*** Opening Data extract ***
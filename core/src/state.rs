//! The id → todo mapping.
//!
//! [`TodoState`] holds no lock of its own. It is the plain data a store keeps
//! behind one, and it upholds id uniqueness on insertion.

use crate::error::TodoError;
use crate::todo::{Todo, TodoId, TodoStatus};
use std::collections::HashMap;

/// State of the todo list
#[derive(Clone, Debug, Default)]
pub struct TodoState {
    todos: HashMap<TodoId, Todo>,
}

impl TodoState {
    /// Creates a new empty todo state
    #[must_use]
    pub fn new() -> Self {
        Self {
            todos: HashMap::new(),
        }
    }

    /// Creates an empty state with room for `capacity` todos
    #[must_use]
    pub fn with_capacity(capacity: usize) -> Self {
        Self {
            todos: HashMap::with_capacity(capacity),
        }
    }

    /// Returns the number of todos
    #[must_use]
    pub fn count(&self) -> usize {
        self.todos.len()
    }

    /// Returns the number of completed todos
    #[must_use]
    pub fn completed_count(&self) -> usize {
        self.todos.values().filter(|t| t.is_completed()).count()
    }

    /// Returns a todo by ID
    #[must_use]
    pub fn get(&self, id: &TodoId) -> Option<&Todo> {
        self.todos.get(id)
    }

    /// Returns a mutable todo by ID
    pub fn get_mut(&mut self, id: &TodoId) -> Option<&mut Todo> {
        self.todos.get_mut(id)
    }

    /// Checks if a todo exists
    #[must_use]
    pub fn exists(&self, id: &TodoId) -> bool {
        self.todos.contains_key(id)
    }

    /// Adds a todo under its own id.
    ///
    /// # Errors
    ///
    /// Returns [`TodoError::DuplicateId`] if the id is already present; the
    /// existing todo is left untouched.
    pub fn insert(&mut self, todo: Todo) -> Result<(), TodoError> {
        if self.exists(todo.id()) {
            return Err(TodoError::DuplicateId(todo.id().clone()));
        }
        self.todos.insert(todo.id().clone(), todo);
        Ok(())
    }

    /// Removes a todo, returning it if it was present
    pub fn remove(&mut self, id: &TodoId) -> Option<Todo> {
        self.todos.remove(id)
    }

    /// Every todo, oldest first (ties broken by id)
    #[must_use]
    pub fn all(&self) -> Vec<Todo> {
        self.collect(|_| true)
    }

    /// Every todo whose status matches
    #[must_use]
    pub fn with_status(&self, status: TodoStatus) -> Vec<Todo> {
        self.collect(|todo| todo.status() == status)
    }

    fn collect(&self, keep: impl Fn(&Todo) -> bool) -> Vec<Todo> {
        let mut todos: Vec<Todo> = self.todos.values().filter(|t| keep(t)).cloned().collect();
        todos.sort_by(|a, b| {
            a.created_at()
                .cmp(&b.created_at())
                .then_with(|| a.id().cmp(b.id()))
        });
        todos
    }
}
*** Closing Data extract ***
**Exercise**
Copy out every line of the listing that includes the string "TodoError".

**Answer space**
use crate::error::TodoError;
    /// Returns [`TodoError::DuplicateId`] if the id is already present; the
    pub fn insert(&mut self, todo: Todo) -> Result<(), TodoError> {
            return Err(TodoError::DuplicateId(todo.id().clone()));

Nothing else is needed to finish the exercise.